La scelta del modello di sviluppo
Non sappiamo ancora se nelle numerose altre inchieste aperte emergeranno responsabilità penali. Ma sappiamo già che una parte rilevante del dibattito urbanistico milanese e italiano è stata trasferita dalle sedi della politica e dell’amministrazione alle Procure e alle aule giudiziarie. È un fenomeno che dovrebbe interrogare tutti. L’esercizio dell’azione penale è un potere immenso. E quando viene utilizzato per mettere in discussione non soltanto singole condotte, ma interi assetti amministrativi e modelli di sviluppo urbano, cresce inevitabilmente anche la responsabilità istituzionale di chi quel potere esercita.

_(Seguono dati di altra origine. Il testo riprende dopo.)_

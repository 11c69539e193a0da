//! Empty version, build and artifact sets

use std::borrow::Cow;

use crate::UserFacingError;
use thiserror::Error;

#[derive(Debug, Clone, Error)]
#[non_exhaustive]
pub enum NotFoundError {
    #[error("no versions found for project {project}")]
    NoVersions { project: String },

    #[error("no builds found for {project} {version}")]
    NoBuilds { project: String, version: String },

    #[error("build {build} has no downloadable artifacts")]
    NoArtifacts { build: u32 },

    #[error("artifact {name} not found in build {build}")]
    UnknownArtifact { name: String, build: u32 },
}

impl UserFacingError for NotFoundError {
    fn user_message(&self) -> Cow<'_, str> {
        Cow::Owned(self.to_string())
    }

    fn user_hint(&self) -> Option<&'static str> {
        match self {
            Self::NoVersions { .. } => Some("Run `papermc list projects` to see valid project ids."),
            Self::NoBuilds { .. } => {
                Some("Run `papermc list versions <project>` and pick a version with builds.")
            }
            Self::NoArtifacts { .. } | Self::UnknownArtifact { .. } => {
                Some("Pick a different build with `papermc list builds <project> <version>`.")
            }
        }
    }

    fn user_code(&self) -> Option<&'static str> {
        let code = match self {
            Self::NoVersions { .. } => "not_found.versions",
            Self::NoBuilds { .. } => "not_found.builds",
            Self::NoArtifacts { .. } => "not_found.artifacts",
            Self::UnknownArtifact { .. } => "not_found.artifact",
        };
        Some(code)
    }
}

Il commissario straordinario
La sentenza di oggi è molto importante, ma credo che sia soltanto un tassello del puzzle giudiziario. I processi continueranno. Proprio per questo la politica non può continuare ad attendere. Se vi sono regole urbanistiche confuse, devono essere chiarite. Se vi sono problemi amministrativi, devono essere risolti. Milano e i milanesi non possono restare sospesi per anni nell’attesa delle sentenze. Per questa ragione continuo a ritenere che la proposta di un commissario straordinario per l’urbanistica, che in più occasioni ho caldeggiato, rappresenti la risposta più seria e responsabile oggi disponibile.
Affrontare i problemi
Che cosa significherebbe concretamente? Non una sanatoria generalizzata e neppure un’interferenza con le indagini o con i processi. Il commissario avrebbe il compito di esaminare le situazioni oggi bloccate, verificare caso per caso i possibili percorsi amministrativi di regolarizzazione consentiti dall’ordinamento, coordinare gli enti coinvolti e assumere le decisioni necessarie per consentire la ripresa dei procedimenti urbanistici compatibili con la legge. In altre parole, affrontare immediatamente il problema delle famiglie che attendono una casa, dei cantieri fermi e degli investimenti sospesi, senza attendere gli esiti definitivi dei processi penali. Nel frattempo, la politica dovrà scrivere nuove regole, moderne, chiare e prevedibili.
Guardare al futuro
La sentenza emessa dal Tribunale rafforza questa proposta proprio perché dimostra quanto sia incerto e complesso il quadro. Non risolve la crisi urbanistica milanese ma rende ancora più evidente che la soluzione non sono i processi. I processi guardano al passato. Governare, invece, significa assumersi la responsabilità del presente e costruire il futuro.